What is being asked: Among the records below, find the line that has "avg_loss /= self.period as f64;"; from there, give the lines again exactly, and stop after the line that has "fn rsi_from_averages(avg_gain: f64, avg_loss: f64)".

===== Supplied data =====

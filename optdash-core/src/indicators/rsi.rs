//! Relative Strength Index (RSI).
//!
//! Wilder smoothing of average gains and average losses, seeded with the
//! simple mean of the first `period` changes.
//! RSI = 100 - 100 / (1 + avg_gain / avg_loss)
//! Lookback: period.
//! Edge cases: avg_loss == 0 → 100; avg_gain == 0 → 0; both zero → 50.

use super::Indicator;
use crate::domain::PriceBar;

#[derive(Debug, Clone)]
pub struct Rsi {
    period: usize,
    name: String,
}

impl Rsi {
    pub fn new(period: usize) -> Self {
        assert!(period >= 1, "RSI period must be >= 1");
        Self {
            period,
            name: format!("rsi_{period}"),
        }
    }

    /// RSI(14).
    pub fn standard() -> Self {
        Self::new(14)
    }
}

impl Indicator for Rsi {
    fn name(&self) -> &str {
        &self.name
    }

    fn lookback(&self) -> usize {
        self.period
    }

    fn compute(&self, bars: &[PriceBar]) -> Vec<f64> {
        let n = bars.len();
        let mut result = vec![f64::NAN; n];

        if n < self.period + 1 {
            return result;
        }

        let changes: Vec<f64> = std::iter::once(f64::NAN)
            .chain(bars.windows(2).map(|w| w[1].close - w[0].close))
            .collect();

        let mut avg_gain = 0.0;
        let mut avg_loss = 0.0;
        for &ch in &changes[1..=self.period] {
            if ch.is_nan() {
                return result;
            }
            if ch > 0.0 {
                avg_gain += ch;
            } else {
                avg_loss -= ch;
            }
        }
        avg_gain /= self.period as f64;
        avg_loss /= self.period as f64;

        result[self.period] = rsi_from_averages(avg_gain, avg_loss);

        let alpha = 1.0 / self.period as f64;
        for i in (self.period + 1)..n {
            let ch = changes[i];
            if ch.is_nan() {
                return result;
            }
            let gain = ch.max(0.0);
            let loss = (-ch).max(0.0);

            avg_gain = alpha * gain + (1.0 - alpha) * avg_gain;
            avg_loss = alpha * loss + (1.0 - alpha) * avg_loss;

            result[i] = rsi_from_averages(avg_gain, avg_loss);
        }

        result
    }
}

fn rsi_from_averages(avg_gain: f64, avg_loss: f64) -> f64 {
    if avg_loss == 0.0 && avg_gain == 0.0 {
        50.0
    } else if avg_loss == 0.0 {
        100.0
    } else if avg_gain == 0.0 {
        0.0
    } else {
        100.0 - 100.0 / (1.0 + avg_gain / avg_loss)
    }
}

=====

Task solution:
        avg_loss /= self.period as f64;

        result[self.period] = rsi_from_averages(avg_gain, avg_loss);

        let alpha = 1.0 / self.period as f64;
        for i in (self.period + 1)..n {
            let ch = changes[i];
            if ch.is_nan() {
                return result;
            }
            let gain = ch.max(0.0);
            let loss = (-ch).max(0.0);

            avg_gain = alpha * gain + (1.0 - alpha) * avg_gain;
            avg_loss = alpha * loss + (1.0 - alpha) * avg_loss;

            result[i] = rsi_from_averages(avg_gain, avg_loss);
        }

        result
    }
}

fn rsi_from_averages(avg_gain: f64, avg_loss: f64) -> f64 {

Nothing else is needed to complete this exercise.